** WORK INSTRUCTIONS **
The required result is every line of the records that includes "names".

** SOURCE INFORMATION **

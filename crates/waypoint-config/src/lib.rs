//! Typed configuration for Waypoint.
//!
//! - TOML and JSON configuration files
//! - `.env` files via `dotenvy`
//! - Environment variable overrides
//! - Strict validation (fails on unknown fields)
//! - Layered configuration (defaults → file → env)
//!
//! The root type is [`WaypointConfig`]:
//!
//! - [`LoggingSection`] - log level and output format
//! - [`DispatchConfig`] - request deadline and terminate hook scheduling
//! - [`MiddlewareConfig`] - aliases, groups, global list and priority
//!
//! # Example
//!
//! ```no_run
//! use waypoint_config::ConfigLoader;
//!
//! # fn main() -> Result<(), waypoint_config::ConfigError> {
//! let config = ConfigLoader::new()
//!     .with_file("waypoint.toml")?
//!     .with_env_prefix("WAYPOINT")
//!     .load()?;
//!
//! println!("{} middleware groups", config.middleware.groups.len());
//! # Ok(())
//! # }
//! ```
//!
//! # Configuration File Format
//!
//! ```toml
//! [logging]
//! level = "info"
//! format = "json"
//!
//! [dispatch]
//! request_timeout_ms = 30000
//! spawn_terminate = true
//!
//! [middleware]
//! global = ["trim"]
//! priority = ["session", "auth"]
//!
//! [middleware.aliases]
//! auth = "authenticate"
//!
//! [middleware.groups]
//! web = ["session", "csrf"]
//! api = ["throttle:60,1", "auth"]
//! ```
//!
//! # Environment Variable Overrides
//!
//! Values are overridden with `PREFIX__SECTION__KEY` variables:
//!
//! - `WAYPOINT__LOGGING__LEVEL=debug`
//! - `WAYPOINT__DISPATCH__REQUEST_TIMEOUT_MS=none`
//! - `WAYPOINT__MIDDLEWARE__GLOBAL="trim throttle:60,1"` (whitespace separated)
//! - `WAYPOINT__MIDDLEWARE__ALIASES__AUTH=authenticate`

#![warn(missing_docs)]

mod config;
mod error;
mod loader;
mod schema;

pub use config::{WaypointConfig, WaypointConfigBuilder};
pub use error::ConfigError;
pub use loader::{ConfigLoader, DEFAULT_ENV_PREFIX};
pub use schema::{DispatchConfig, LoggingSection, MiddlewareConfig};
pub use waypoint_telemetry::LogFormat;
//! The route table.
//!
//! Routes are kept in registration order and matched with a linear scan:
//! the first route whose domain, path and method all match wins. Earlier
//! routes therefore shadow later ambiguous ones, e.g. `/user/{id}` shadows a
//! later `/user/profile`.

use std::collections::HashMap;
use std::sync::Arc;

use http::Method;

use crate::error::{MatchError, RouteError};
use crate::group::{GroupAttributes, GroupScope};
use crate::params::Params;
use crate::pattern::split_path;
use crate::route::{Route, RouteDefinition};

/// A matched route with its decoded parameters.
#[derive(Debug, Clone)]
pub struct RouteMatch {
    /// The matched route.
    pub route: Arc<Route>,
    /// Domain parameters, then path parameters, in declaration order.
    pub params: Params,
}

impl RouteMatch {
    /// Returns a parameter by name.
    #[must_use]
    pub fn param(&self, name: &str) -> Option<&str> {
        self.params.get(name)
    }
}

/// Ordered collection of routes plus a name index.
///
/// The table is mutated only while routes are registered. Once handed to a
/// kernel it is read-only and can be shared across tasks without locking.
///
/// # Example
///
/// ```rust
/// use waypoint_router::{GroupAttributes, RouteDefinition, RouteTable};
/// use http::Method;
///
/// let mut table = RouteTable::new();
/// table.group(GroupAttributes::new().prefix("/api").name("api."), |api| {
///     api.register(RouteDefinition::get("/users/{id}", "users.show").name("users.show"))?;
///     Ok(())
/// })?;
///
/// let found = table.match_route(&Method::GET, None, "/api/users/42").unwrap();
/// assert_eq!(found.route.name(), Some("api.users.show"));
/// assert_eq!(found.param("id"), Some("42"));
/// # Ok::<(), waypoint_router::RouteError>(())
/// ```
#[derive(Debug, Default)]
pub struct RouteTable {
    routes: Vec<Arc<Route>>,
    names: HashMap<String, usize>,
    scopes: Vec<GroupScope>,
}

impl RouteTable {
    /// Creates an empty table.
    #[must_use]
    pub fn new() -> Self {
        Self::default()
    }

    /// Compiles and appends a route under the active group scope.
    pub fn register(&mut self, definition: RouteDefinition) -> Result<Arc<Route>, RouteError> {
        let route = {
            let root = GroupScope::default();
            let scope = self.scopes.last().unwrap_or(&root);
            definition.compile(self.routes.len(), scope)?
        };

        if let Some(name) = route.name() {
            if self.names.contains_key(name) {
                return Err(RouteError::duplicate_name(name));
            }
            self.names.insert(name.to_string(), route.index());
        }

        tracing::trace!(route = %route, "registered route");
        let route = Arc::new(route);
        self.routes.push(Arc::clone(&route));
        Ok(route)
    }

    /// Registers a `GET` route.
    pub fn get(&mut self, path: &str, handler: &str) -> Result<Arc<Route>, RouteError> {
        self.register(RouteDefinition::get(path, handler))
    }

    /// Registers a `POST` route.
    pub fn post(&mut self, path: &str, handler: &str) -> Result<Arc<Route>, RouteError> {
        self.register(RouteDefinition::post(path, handler))
    }

    /// Registers a `PUT` route.
    pub fn put(&mut self, path: &str, handler: &str) -> Result<Arc<Route>, RouteError> {
        self.register(RouteDefinition::put(path, handler))
    }

    /// Registers a `PATCH` route.
    pub fn patch(&mut self, path: &str, handler: &str) -> Result<Arc<Route>, RouteError> {
        self.register(RouteDefinition::patch(path, handler))
    }

    /// Registers a `DELETE` route.
    pub fn delete(&mut self, path: &str, handler: &str) -> Result<Arc<Route>, RouteError> {
        self.register(RouteDefinition::delete(path, handler))
    }

    /// Registers an `OPTIONS` route.
    pub fn options(&mut self, path: &str, handler: &str) -> Result<Arc<Route>, RouteError> {
        self.register(RouteDefinition::options(path, handler))
    }

    /// Registers a route for every standard method.
    pub fn any(&mut self, path: &str, handler: &str) -> Result<Arc<Route>, RouteError> {
        self.register(RouteDefinition::any(path, handler))
    }

    /// Registers a route for an explicit method list.
    pub fn match_methods<I>(
        &mut self,
        methods: I,
        path: &str,
        handler: &str,
    ) -> Result<Arc<Route>, RouteError>
    where
        I: IntoIterator<Item = Method>,
    {
        self.register(RouteDefinition::new(methods, path, handler))
    }

    /// Registers routes inside a group scope.
    ///
    /// The scope is popped when `build` returns, whether or not it failed.
    pub fn group<F>(&mut self, attrs: GroupAttributes, build: F) -> Result<(), RouteError>
    where
        F: FnOnce(&mut Self) -> Result<(), RouteError>,
    {
        let scope = match self.scopes.last() {
            Some(outer) => outer.nest(attrs),
            None => GroupScope::default().nest(attrs),
        };
        self.scopes.push(scope);
        let result = build(self);
        self.scopes.pop();
        result
    }

    /// Looks up a route by its fully prefixed name.
    #[must_use]
    pub fn by_name(&self, name: &str) -> Option<&Arc<Route>> {
        self.names.get(name).map(|&index| &self.routes[index])
    }

    /// Returns true when a route carries `name`.
    #[must_use]
    pub fn has_name(&self, name: &str) -> bool {
        self.names.contains_key(name)
    }

    /// Matches a request.
    ///
    /// `host` is the request's `Host` value (port allowed). Routes with a
    /// domain pattern never match when it is `None`.
    pub fn match_route(
        &self,
        method: &Method,
        host: Option<&str>,
        path: &str,
    ) -> Result<RouteMatch, MatchError> {
        let segments = split_path(path);
        let mut allowed: Vec<Method> = Vec::new();

        for route in &self.routes {
            let Some(params) = Self::capture(route, host, &segments) else {
                continue;
            };

            if route.methods().contains(method) {
                tracing::debug!(route = %route, %method, path, "route matched");
                return Ok(RouteMatch {
                    route: Arc::clone(route),
                    params,
                });
            }

            for candidate in route.methods().as_slice() {
                if !allowed.contains(candidate) {
                    allowed.push(candidate.clone());
                }
            }
        }

        if allowed.is_empty() {
            tracing::debug!(%method, path, "no route matched");
            Err(MatchError::NotFound {
                method: method.clone(),
                path: path.to_string(),
            })
        } else {
            tracing::debug!(%method, path, ?allowed, "method not allowed");
            Err(MatchError::MethodNotAllowed {
                method: method.clone(),
                path: path.to_string(),
                allowed,
            })
        }
    }

    fn capture(route: &Route, host: Option<&str>, segments: &[&str]) -> Option<Params> {
        let mut params = Params::new();
        if let Some(domain) = route.domain() {
            if !domain.capture(host?, &mut params) {
                return None;
            }
        }
        route
            .pattern()
            .capture(segments, &mut params)
            .then_some(params)
    }

    /// Routes in registration order.
    #[must_use]
    pub fn routes(&self) -> &[Arc<Route>] {
        &self.routes
    }

    /// Number of registered routes.
    #[must_use]
    pub fn len(&self) -> usize {
        self.routes.len()
    }

    /// Returns true if no routes are registered.
    #[must_use]
    pub fn is_empty(&self) -> bool {
        self.routes.is_empty()
    }
}
//! The kernel: request lifecycle at the transport boundary.
//!
//! ```text
//! request ─▶ match ─▶ 404/405 ──────────────────────────────┐
//!              │                                             ▼
//!              └─▶ chain ─▶ bind models ─▶ handler ─▶ error boundary ─▶ Dispatched
//!                                                                        │
//!                          transport sends response, then Terminator ◀───┘
//! ```

use std::any::Any;
use std::panic::AssertUnwindSafe;
use std::sync::Arc;
use std::time::Duration;

use futures_util::FutureExt;
use http::header::{HeaderValue, ALLOW, HOST};
use http::StatusCode;
use tokio::task::JoinHandle;
use tracing::Instrument;
use waypoint_core::{
    BindOutcome, BindingRegistry, HandlerError, HandlerRegistry, HandlerResult, IntoResponse,
    Redirect, Request, RequestContext, RequestId, Response,
};
use waypoint_middleware::{
    Completion, Dispatch, Endpoint, RequestHead, ResolvedChain, TerminateHooks, TerminateReport,
};
use waypoint_router::{MatchError, MissingModel, Route, RouteTable};
use waypoint_telemetry::logging::fields;
use waypoint_telemetry::metrics::{
    record_request, record_route_miss, record_terminate_failure, MissKind, UNNAMED_ROUTE,
};

use crate::builder::KernelBuilder;

/// Header carrying the request id, read from trusted requests and always
/// set on responses.
pub const REQUEST_ID_HEADER: &str = "x-request-id";

pub(crate) struct KernelInner {
    pub(crate) routes: RouteTable,
    /// Resolved middleware, indexed by `Route::index`.
    pub(crate) chains: Vec<ResolvedChain>,
    pub(crate) handlers: HandlerRegistry,
    pub(crate) bindings: BindingRegistry,
    pub(crate) request_timeout: Option<Duration>,
    pub(crate) spawn_terminate: bool,
    pub(crate) trust_request_id: bool,
}

/// Routes requests through their middleware chains to handlers.
///
/// Built once by [`KernelBuilder`]; immutable and cheap to clone afterwards,
/// so a transport can share one kernel across all connections.
///
/// # Example
///
/// ```rust
/// use http::Method;
/// use waypoint::{handler_fn, empty_request, IntoResponse, Kernel, RouteDefinition};
///
/// # tokio_test::block_on(async {
/// let kernel = Kernel::builder()
///     .register(|routes| {
///         routes.register(RouteDefinition::get("/users/{id}", "users.show"))?;
///         Ok(())
///     })
///     .handler("users.show", handler_fn(|ctx, _req| {
///         Box::pin(async move { Ok(format!("user {}", ctx.param("id").unwrap_or("?")).into_response()) })
///     }))
///     .build()?;
///
/// let dispatched = kernel.handle(empty_request(Method::GET, "/users/7")).await;
/// assert_eq!(dispatched.response.status(), 200);
/// dispatched.terminator.run(true).await;
/// # Ok::<(), waypoint::BootError>(())
/// # }).unwrap();
/// ```
#[derive(Clone)]
pub struct Kernel {
    inner: Arc<KernelInner>,
}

** TASK ANSWER **
    names: HashMap<String, usize>,
            if self.names.contains_key(name) {
            self.names.insert(name.to_string(), route.index());
        self.names.get(name).map(|&index| &self.routes[index])
        self.names.contains_key(name)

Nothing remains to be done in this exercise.